▶ Provided data:
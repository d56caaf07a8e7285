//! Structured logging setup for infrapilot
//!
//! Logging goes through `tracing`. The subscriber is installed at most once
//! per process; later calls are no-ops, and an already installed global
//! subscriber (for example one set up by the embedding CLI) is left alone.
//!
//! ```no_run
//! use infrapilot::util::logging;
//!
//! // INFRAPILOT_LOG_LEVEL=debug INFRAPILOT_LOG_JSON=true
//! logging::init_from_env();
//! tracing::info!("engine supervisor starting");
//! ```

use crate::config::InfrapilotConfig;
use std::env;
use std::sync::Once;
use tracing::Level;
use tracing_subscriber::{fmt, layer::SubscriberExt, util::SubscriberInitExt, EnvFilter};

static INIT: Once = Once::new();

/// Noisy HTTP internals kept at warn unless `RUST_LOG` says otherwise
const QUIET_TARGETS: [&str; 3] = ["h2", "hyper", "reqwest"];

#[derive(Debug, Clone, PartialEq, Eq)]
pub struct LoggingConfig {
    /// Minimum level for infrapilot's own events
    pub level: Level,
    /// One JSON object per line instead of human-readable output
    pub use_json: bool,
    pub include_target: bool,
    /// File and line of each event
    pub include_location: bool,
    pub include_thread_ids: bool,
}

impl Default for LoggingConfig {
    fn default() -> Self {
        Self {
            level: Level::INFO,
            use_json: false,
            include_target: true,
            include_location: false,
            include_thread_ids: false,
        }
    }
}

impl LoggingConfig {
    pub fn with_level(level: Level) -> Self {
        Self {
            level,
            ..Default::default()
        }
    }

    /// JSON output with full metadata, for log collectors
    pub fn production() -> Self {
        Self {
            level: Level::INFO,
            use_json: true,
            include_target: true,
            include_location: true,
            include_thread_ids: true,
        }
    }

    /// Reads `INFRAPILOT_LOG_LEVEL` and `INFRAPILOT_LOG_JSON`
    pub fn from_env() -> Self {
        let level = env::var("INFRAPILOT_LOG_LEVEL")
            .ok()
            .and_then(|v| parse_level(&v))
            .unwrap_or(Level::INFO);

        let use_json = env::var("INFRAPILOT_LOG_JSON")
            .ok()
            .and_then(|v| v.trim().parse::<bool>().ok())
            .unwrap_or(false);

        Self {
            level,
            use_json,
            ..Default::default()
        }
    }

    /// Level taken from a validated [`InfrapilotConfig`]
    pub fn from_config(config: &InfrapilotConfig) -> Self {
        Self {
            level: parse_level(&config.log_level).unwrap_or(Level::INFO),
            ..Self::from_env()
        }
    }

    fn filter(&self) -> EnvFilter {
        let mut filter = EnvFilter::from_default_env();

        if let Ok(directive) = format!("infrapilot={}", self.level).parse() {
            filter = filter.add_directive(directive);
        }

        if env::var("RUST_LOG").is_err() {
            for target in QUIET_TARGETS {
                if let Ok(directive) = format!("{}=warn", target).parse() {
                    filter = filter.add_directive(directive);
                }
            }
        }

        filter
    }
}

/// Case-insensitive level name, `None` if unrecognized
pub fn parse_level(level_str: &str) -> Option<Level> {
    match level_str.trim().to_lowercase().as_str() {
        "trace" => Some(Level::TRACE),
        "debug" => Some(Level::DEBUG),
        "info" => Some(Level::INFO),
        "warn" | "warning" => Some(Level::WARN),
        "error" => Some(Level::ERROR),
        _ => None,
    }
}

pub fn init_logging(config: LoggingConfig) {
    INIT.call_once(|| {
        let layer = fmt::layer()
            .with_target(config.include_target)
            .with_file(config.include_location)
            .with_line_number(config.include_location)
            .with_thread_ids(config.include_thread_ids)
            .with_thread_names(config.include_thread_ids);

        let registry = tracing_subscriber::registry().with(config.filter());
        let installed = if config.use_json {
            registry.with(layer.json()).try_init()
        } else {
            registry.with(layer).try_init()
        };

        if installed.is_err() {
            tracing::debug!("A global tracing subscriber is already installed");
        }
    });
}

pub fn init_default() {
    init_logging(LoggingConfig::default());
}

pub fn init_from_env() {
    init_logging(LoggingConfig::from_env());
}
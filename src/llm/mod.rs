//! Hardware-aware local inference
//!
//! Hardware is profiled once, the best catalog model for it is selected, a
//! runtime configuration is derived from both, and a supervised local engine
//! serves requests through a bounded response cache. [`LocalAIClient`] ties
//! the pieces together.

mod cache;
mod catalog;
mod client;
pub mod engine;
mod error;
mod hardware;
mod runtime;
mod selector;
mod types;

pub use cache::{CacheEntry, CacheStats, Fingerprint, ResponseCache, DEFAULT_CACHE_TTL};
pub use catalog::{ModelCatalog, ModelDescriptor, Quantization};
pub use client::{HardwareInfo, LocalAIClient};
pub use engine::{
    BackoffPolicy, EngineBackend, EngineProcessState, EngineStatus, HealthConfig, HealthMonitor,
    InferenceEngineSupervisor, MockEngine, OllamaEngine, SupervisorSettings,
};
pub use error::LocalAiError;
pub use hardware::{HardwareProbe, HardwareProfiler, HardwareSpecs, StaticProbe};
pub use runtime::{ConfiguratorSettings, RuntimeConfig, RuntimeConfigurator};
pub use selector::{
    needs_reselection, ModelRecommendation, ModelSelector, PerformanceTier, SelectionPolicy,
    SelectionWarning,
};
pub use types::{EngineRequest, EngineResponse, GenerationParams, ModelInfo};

==

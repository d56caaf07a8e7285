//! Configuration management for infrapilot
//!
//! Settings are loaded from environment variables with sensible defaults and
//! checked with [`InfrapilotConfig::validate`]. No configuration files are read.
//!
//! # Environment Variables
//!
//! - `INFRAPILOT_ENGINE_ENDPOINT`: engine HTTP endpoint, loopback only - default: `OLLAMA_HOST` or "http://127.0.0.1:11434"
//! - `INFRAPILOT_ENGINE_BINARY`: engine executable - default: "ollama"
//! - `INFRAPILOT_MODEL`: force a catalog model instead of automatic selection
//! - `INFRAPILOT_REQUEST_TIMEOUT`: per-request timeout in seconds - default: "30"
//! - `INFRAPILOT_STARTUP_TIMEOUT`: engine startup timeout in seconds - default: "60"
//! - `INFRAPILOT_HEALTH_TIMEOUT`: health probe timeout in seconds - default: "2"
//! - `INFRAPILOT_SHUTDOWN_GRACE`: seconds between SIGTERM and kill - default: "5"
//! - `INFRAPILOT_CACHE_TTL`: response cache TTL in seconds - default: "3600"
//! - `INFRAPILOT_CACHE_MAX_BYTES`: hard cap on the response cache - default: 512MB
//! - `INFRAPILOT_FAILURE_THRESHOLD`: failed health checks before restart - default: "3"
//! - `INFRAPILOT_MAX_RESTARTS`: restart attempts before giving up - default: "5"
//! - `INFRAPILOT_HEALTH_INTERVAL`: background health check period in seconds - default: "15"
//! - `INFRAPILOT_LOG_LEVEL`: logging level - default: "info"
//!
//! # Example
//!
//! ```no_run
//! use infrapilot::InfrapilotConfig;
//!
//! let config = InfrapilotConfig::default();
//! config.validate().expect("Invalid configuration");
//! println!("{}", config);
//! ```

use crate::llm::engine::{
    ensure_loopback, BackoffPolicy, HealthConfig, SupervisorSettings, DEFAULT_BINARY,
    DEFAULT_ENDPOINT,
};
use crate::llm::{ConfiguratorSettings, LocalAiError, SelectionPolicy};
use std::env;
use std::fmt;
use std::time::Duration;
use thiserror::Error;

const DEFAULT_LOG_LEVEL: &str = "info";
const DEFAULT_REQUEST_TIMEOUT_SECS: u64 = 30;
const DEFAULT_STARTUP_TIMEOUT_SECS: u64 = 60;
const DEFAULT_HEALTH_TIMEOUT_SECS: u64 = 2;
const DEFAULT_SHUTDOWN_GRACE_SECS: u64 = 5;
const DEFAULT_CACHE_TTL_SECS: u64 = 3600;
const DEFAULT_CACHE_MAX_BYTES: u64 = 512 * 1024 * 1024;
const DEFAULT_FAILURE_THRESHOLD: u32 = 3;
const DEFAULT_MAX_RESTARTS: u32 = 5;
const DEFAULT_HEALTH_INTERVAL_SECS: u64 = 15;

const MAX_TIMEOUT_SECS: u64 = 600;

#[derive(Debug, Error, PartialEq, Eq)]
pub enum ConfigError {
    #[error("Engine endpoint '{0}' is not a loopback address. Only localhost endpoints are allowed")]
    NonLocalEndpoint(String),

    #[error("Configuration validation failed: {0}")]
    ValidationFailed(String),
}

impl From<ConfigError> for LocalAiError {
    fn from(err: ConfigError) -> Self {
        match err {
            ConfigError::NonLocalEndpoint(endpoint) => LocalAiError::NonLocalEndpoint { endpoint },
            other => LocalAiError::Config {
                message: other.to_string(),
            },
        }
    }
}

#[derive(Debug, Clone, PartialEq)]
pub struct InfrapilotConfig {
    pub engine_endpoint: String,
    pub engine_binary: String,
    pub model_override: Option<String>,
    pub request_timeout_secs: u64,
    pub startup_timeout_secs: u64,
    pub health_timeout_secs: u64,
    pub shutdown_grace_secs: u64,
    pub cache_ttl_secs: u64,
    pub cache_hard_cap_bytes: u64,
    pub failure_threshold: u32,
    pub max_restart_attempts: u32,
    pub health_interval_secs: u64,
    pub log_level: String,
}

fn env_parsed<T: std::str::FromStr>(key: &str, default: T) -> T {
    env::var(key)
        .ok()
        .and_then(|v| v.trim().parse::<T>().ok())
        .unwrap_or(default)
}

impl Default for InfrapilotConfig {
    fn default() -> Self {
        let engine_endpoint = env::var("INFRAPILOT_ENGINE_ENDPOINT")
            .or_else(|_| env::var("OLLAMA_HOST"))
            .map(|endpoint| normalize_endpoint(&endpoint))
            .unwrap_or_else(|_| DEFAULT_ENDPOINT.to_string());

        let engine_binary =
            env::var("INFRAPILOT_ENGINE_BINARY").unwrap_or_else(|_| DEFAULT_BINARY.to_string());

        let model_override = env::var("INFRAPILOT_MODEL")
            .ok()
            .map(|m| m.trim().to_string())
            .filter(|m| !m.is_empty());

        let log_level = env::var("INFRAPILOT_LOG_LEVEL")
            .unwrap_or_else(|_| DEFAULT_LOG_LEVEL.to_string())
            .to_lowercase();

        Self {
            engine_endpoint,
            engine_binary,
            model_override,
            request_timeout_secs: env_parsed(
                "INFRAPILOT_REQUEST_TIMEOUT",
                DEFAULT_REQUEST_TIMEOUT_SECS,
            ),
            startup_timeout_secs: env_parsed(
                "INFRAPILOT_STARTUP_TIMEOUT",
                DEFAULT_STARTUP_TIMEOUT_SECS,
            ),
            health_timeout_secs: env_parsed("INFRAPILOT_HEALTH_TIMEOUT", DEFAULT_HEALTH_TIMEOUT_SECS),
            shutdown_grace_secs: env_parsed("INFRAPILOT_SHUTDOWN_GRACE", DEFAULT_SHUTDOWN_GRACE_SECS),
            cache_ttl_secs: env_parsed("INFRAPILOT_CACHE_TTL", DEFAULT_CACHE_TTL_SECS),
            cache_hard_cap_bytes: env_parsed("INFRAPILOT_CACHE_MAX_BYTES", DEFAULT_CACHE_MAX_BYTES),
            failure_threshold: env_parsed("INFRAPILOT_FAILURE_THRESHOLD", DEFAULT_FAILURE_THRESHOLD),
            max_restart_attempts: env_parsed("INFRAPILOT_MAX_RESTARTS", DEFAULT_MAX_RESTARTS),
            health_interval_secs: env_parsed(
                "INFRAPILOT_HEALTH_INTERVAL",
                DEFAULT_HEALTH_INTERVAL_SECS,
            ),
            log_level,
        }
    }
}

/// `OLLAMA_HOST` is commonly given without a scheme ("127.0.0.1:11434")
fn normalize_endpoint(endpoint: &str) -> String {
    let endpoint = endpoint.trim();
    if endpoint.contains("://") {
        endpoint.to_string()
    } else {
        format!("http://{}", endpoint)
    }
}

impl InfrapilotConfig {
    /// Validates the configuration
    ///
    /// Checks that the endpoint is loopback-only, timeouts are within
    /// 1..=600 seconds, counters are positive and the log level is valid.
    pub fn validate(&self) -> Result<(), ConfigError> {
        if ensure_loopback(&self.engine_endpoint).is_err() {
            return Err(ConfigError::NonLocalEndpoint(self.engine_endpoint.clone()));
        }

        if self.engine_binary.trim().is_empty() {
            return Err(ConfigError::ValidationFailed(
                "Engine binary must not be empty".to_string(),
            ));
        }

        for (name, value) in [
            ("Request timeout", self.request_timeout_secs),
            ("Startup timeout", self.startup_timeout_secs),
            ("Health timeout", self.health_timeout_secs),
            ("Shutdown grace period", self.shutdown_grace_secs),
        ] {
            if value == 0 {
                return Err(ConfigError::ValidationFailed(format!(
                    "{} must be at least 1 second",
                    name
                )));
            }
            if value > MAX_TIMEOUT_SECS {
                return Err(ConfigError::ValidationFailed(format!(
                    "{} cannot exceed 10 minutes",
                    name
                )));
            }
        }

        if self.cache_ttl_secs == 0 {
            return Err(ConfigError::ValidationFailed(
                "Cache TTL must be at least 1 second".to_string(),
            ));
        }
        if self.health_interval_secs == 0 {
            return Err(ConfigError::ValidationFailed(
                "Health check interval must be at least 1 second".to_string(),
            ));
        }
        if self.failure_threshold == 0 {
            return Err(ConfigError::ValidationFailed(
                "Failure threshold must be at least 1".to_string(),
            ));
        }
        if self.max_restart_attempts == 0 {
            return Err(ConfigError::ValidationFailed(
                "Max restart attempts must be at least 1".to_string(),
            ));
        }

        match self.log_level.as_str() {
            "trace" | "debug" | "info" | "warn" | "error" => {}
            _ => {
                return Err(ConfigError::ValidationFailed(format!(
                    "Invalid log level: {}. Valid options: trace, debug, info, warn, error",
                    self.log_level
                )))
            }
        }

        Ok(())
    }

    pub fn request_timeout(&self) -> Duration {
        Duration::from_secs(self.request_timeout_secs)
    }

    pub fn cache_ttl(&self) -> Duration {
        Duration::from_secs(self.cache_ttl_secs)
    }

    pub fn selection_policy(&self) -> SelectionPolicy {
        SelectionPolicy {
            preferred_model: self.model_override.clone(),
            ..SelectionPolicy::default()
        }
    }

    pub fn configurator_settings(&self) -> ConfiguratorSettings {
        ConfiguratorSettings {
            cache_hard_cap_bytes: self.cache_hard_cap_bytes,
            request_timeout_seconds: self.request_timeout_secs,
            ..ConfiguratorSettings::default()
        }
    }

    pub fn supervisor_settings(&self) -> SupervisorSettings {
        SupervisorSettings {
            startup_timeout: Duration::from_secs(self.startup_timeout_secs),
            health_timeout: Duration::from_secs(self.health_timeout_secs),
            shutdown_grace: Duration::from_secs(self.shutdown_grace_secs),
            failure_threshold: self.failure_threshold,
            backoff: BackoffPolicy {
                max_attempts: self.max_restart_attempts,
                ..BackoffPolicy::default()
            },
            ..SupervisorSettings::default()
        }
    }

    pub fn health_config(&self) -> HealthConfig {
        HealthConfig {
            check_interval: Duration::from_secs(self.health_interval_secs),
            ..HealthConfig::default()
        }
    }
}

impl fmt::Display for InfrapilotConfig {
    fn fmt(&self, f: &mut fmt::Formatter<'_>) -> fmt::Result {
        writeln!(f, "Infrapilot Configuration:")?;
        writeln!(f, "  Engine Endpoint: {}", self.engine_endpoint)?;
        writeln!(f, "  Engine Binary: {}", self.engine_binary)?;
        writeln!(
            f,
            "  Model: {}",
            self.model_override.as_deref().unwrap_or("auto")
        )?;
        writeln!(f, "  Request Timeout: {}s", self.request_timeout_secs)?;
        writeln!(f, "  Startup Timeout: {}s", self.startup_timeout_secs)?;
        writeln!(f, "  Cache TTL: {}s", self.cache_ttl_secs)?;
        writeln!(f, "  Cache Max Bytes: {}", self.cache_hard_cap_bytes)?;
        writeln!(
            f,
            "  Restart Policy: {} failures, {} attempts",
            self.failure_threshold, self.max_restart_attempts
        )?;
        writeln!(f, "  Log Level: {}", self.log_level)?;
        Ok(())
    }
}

▶ About this exercise: Copy out the lines above exactly, beginning at the one that contains "for log collectors" and ending at the one that contains "pub fn from_env()".

▶ Your response:
    /// JSON output with full metadata, for log collectors
    pub fn production() -> Self {
        Self {
            level: Level::INFO,
            use_json: true,
            include_target: true,
            include_location: true,
            include_thread_ids: true,
        }
    }

    /// Reads `INFRAPILOT_LOG_LEVEL` and `INFRAPILOT_LOG_JSON`
    pub fn from_env() -> Self {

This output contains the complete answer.